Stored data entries
────────
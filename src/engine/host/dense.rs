use super::{load, store};
use crate::{
    engine::{ExecArgs, PrimitiveDesc, Propagation, Role},
    error::KernelError,
};
use ndarray::{Axis, Ix1, Ix2, IxDyn, Zip};

pub(super) fn check(
    src: [usize; 2],
    weights: [usize; 2],
    dst: [usize; 2],
) -> Result<(), KernelError> {
    if src.iter().chain(&weights).any(|d| *d == 0)
        || src[1] != weights[1]
        || dst != [src[0], weights[0]]
    {
        return Err(KernelError::Unsupported(format!(
            "inner product {src:?} x {weights:?} -> {dst:?}"
        )));
    }
    Ok(())
}

/// `y = x W^T + b`
pub(super) fn inner_product(
    pd: &PrimitiveDesc,
    prop: Propagation,
    mut args: ExecArgs,
) -> Result<(), KernelError> {
    let bias = pd.memory_desc(Role::Bias).is_some() || pd.memory_desc(Role::DiffBias).is_some();
    match prop {
        Propagation::Forward => {
            let x = load::<Ix2>(pd, &args, Role::Src)?;
            let w = load::<Ix2>(pd, &args, Role::Weights)?;
            let mut y = x.dot(&w.t());
            if bias {
                let b = load::<Ix1>(pd, &args, Role::Bias)?;
                y += &b;
            }
            store(pd, &mut args, Role::Dst, y)
        }
        Propagation::BackwardData => {
            let w = load::<Ix2>(pd, &args, Role::Weights)?;
            let dy = load::<Ix2>(pd, &args, Role::DiffDst)?;
            store(pd, &mut args, Role::DiffSrc, dy.dot(&w))
        }
        Propagation::BackwardWeights => {
            let x = load::<Ix2>(pd, &args, Role::Src)?;
            let dy = load::<Ix2>(pd, &args, Role::DiffDst)?;
            store(pd, &mut args, Role::DiffWeights, dy.t().dot(&x))?;
            if bias {
                store(pd, &mut args, Role::DiffBias, dy.sum_axis(Axis(0)))?;
            }
            Ok(())
        }
    }
}

pub(super) fn relu(
    pd: &PrimitiveDesc,
    prop: Propagation,
    mut args: ExecArgs,
) -> Result<(), KernelError> {
    match prop {
        Propagation::Forward => {
            let x = load::<IxDyn>(pd, &args, Role::Src)?;
            let y = x.map(|x| x.max(0.));
            store(pd, &mut args, Role::Dst, y)
        }
        Propagation::BackwardData => {
            let x = load::<IxDyn>(pd, &args, Role::Src)?;
            let dy = load::<IxDyn>(pd, &args, Role::DiffDst)?;
            let mut dx = dy.to_owned();
            Zip::from(&mut dx).and(&x).par_for_each(|dx, x| {
                if *x <= 0. {
                    *dx = 0.;
                }
            });
            store(pd, &mut args, Role::DiffSrc, dx)
        }
        Propagation::BackwardWeights => {
            Err(KernelError::Unsupported("relu has no weights".into()))
        }
    }
}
────────
▸ **Required work**:
Please output every record, keeping each line exact.

▸ **Final answer**:
filename src/engine/host/dense.rs
use super::{load, store};
use crate::{
    engine::{ExecArgs, PrimitiveDesc, Propagation, Role},
    error::KernelError,
};
use ndarray::{Axis, Ix1, Ix2, IxDyn, Zip};

pub(super) fn check(
    src: [usize; 2],
    weights: [usize; 2],
    dst: [usize; 2],
) -> Result<(), KernelError> {
    if src.iter().chain(&weights).any(|d| *d == 0)
        || src[1] != weights[1]
        || dst != [src[0], weights[0]]
    {
        return Err(KernelError::Unsupported(format!(
            "inner product {src:?} x {weights:?} -> {dst:?}"
        )));
    }
    Ok(())
}

/// `y = x W^T + b`
pub(super) fn inner_product(
    pd: &PrimitiveDesc,
    prop: Propagation,
    mut args: ExecArgs,
) -> Result<(), KernelError> {
    let bias = pd.memory_desc(Role::Bias).is_some() || pd.memory_desc(Role::DiffBias).is_some();
    match prop {
        Propagation::Forward => {
            let x = load::<Ix2>(pd, &args, Role::Src)?;
            let w = load::<Ix2>(pd, &args, Role::Weights)?;
            let mut y = x.dot(&w.t());
            if bias {
                let b = load::<Ix1>(pd, &args, Role::Bias)?;
                y += &b;
            }
            store(pd, &mut args, Role::Dst, y)
        }
        Propagation::BackwardData => {
            let w = load::<Ix2>(pd, &args, Role::Weights)?;
            let dy = load::<Ix2>(pd, &args, Role::DiffDst)?;
            store(pd, &mut args, Role::DiffSrc, dy.dot(&w))
        }
        Propagation::BackwardWeights => {
            let x = load::<Ix2>(pd, &args, Role::Src)?;
            let dy = load::<Ix2>(pd, &args, Role::DiffDst)?;
            store(pd, &mut args, Role::DiffWeights, dy.t().dot(&x))?;
            if bias {
                store(pd, &mut args, Role::DiffBias, dy.sum_axis(Axis(0)))?;
            }
            Ok(())
        }
    }
}

pub(super) fn relu(
    pd: &PrimitiveDesc,
    prop: Propagation,
    mut args: ExecArgs,
) -> Result<(), KernelError> {
    match prop {
        Propagation::Forward => {
            let x = load::<IxDyn>(pd, &args, Role::Src)?;
            let y = x.map(|x| x.max(0.));
            store(pd, &mut args, Role::Dst, y)
        }
        Propagation::BackwardData => {
            let x = load::<IxDyn>(pd, &args, Role::Src)?;
            let dy = load::<IxDyn>(pd, &args, Role::DiffDst)?;
            let mut dx = dy.to_owned();
            Zip::from(&mut dx).and(&x).par_for_each(|dx, x| {
                if *x <= 0. {
                    *dx = 0.;
                }
            });
            store(pd, &mut args, Role::DiffSrc, dx)
        }
        Propagation::BackwardWeights => {
            Err(KernelError::Unsupported("relu has no weights".into()))
        }
    }
}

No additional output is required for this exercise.